I was reading Number Theory by George E. Andrews (Dover 1994,) problem set 6-1, p. 81. (I'm not a student; I just find problems like these entertaining like some people enjoy crosswords or Sudoku.) Question No. 1 is to prove that if $\phi(m)|m-1$ then there is no prime $p$ such that $p^2|m$. I omit the proof here; it is not that difficult but I mention it because the result is useful for proving question No. 2:
Prove that if $m$ is not prime and $\phi(m)|m-1$, then $m$ has at least three distinct prime factors.
Suppose $m$ has exactly two distinct prime factors; $m=pq$, and $p<q$. If $p=2$ and $q$ is an odd prime, then $\phi(m)=q-1$ and $m-1=2q-1$ but clearly $q-1\nmid 2q-1$. If $p$ and $q$ are both odd primes, then $p\ge 3$, $q\ge 5$ and $$1 < \frac{m-1}{\phi(m)}=\frac{pq-1}{(p-1)(q-1)}\le \frac{3\cdot 5 - 1}{(3-1)(5-1)}=\frac{14}{8}<2.$$ In this case, $\phi(m)\nmid m-1$ because the quotient is strictly bounded between $1$ and $2$. The proof is completed by contradiction.
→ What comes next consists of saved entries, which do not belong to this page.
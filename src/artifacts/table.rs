//! Data table parsing
//!
//! Table rows live six levels deep: `raw[0][0][0][0][4][2]`. Each row is
//! `[start, end, [cells...]]` and each cell is an arbitrarily nested array
//! mixing integer position markers with string text fragments. Cell text
//! extraction is a depth-capped recursive concatenation of string leaves;
//! the cap is a required bound against adversarial or corrupted payloads,
//! not a safety margin.

use std::path::Path;

use serde_json::Value;

use crate::artifacts::views::parse_error;
use crate::error::Result;

/// Maximum recursion depth for cell text extraction.
pub const MAX_CELL_DEPTH: usize = 100;

const TYPE_NAME: &str = "data_table";

/// Recursively extract text from a nested cell structure.
///
/// Strings are stripped and concatenated with single spaces; numeric
/// leaves are position markers and are skipped; anything nested past
/// [`MAX_CELL_DEPTH`] is dropped.
pub fn extract_cell_text(cell: &Value) -> String {
    extract_cell_text_at(cell, 0)
}

fn extract_cell_text_at(cell: &Value, depth: usize) -> String {
    if depth > MAX_CELL_DEPTH {
        return String::new();
    }
    match cell {
        Value::Null | Value::Number(_) => String::new(),
        Value::String(s) => s.trim().to_string(),
        Value::Array(items) => {
            let parts: Vec<String> = items
                .iter()
                .map(|item| extract_cell_text_at(item, depth + 1))
                .filter(|text| !text.is_empty())
                .collect();
            parts.join(" ")
        }
        other => other.to_string(),
    }
}

/// Parse the raw table payload into `(headers, rows)`.
///
/// The first row is the header row. Subsequent rows are padded with empty
/// strings or truncated to the header's column count when they disagree
/// (documented leniency). An empty header row, an empty rows array, and a
/// failed navigation are distinct parse errors.
pub fn parse_data_table(raw: &Value) -> Result<(Vec<String>, Vec<Vec<String>>)> {
    let rows_array = navigate_to_rows(raw)?;
    if rows_array.is_empty() {
        return Err(parse_error(
            TYPE_NAME,
            "empty rows array - data table contains no data",
        ));
    }

    let mut headers: Vec<String> = Vec::new();
    let mut rows: Vec<Vec<String>> = Vec::new();
    let mut skipped_rows = 0usize;

    for (i, row_section) in rows_array.iter().enumerate() {
        // Row format: [start_pos, end_pos, [cells...]]
        let Some(cells) = row_section
            .as_array()
            .filter(|r| r.len() >= 3)
            .and_then(|r| r[2].as_array())
        else {
            skipped_rows += 1;
            continue;
        };

        let mut values: Vec<String> = cells.iter().map(extract_cell_text).collect();

        if i == 0 {
            if values.is_empty() || values.iter().all(String::is_empty) {
                return Err(parse_error(
                    TYPE_NAME,
                    "first row (headers) is empty - table must have column headers",
                ));
            }
            headers = values;
        } else {
            if values.len() < headers.len() {
                values.resize(headers.len(), String::new());
            } else if values.len() > headers.len() {
                values.truncate(headers.len());
            }
            rows.push(values);
        }
    }

    if headers.is_empty() {
        return Err(parse_error(
            TYPE_NAME,
            "failed to extract headers - first row may be malformed",
        ));
    }
    if rows.is_empty() {
        return Err(parse_error(
            TYPE_NAME,
            format!(
                "no data rows extracted (skipped {} malformed rows)",
                skipped_rows
            ),
        ));
    }

    Ok((headers, rows))
}

/// Navigate `raw[0][0][0][0][4][2]`, reporting the exact failing hop.
fn navigate_to_rows(raw: &Value) -> Result<&Vec<Value>> {
    let mut current = raw;
    for (hop, at) in [
        (0usize, "raw[0]"),
        (0, "raw[0][0]"),
        (0, "raw[0][0][0]"),
        (0, "raw[0][0][0][0]"),
    ] {
        current = current
            .as_array()
            .filter(|items| !items.is_empty())
            .map(|items| &items[hop])
            .ok_or_else(|| parse_error(TYPE_NAME, format!("expected non-empty array at {}", at)))?;
    }

    // [4] is the table content section [type, flags, rows_array]
    let section = current
        .as_array()
        .filter(|items| items.len() >= 5)
        .map(|items| &items[4])
        .ok_or_else(|| {
            parse_error(
                TYPE_NAME,
                "expected at least 5 elements at raw[0][0][0][0]",
            )
        })?;

    let rows = section
        .as_array()
        .filter(|items| items.len() >= 3)
        .and_then(|items| items[2].as_array())
        .ok_or_else(|| {
            parse_error(
                TYPE_NAME,
                "expected rows array at raw[0][0][0][0][4][2]",
            )
        })?;

    Ok(rows)
}

/// Write headers and rows to a CSV file with a UTF-8 BOM (the counterpart's
/// own exports carry one, and spreadsheet apps rely on it).
pub fn write_csv(path: &Path, headers: &[String], rows: &[Vec<String>]) -> Result<()> {
    let mut out = String::from("\u{feff}");
    push_csv_row(&mut out, headers);
    for row in rows {
        push_csv_row(&mut out, row);
    }
    std::fs::write(path, out)?;
    Ok(())
}

fn push_csv_row(out: &mut String, fields: &[String]) {
    for (i, field) in fields.iter().enumerate() {
        if i > 0 {
            out.push(',');
        }
        if field.contains([',', '"', '\n', '\r']) {
            out.push('"');
            out.push_str(&field.replace('"', "\"\""));
            out.push('"');
        } else {
            out.push_str(field);
        }
    }
    out.push_str("\r\n");
}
Question No. 3 is on the same premises to prove that $m$ has at least four distinct prime factors.
Please leave questions No. 1 and 3 as "homework" or use a spoiler warning if you must answer them. What I am really asking is first to comment on and correct my proof above, and second, a soft question, "Where does this line of hypotheses and proofs lead beyond question No. 3?"
I will not answer your questions $1$ and $3$, as you have requested (they are answered at MSE here, in case you want to see it later). The soft question may be answered by a survey article on Lehmer's totient problem, which says that $$ \phi(m)\mid m-1 $$ if and only if $m$ is prime. There are numerous results on how many prime divisors such $m$ would have, if $m$ were composite.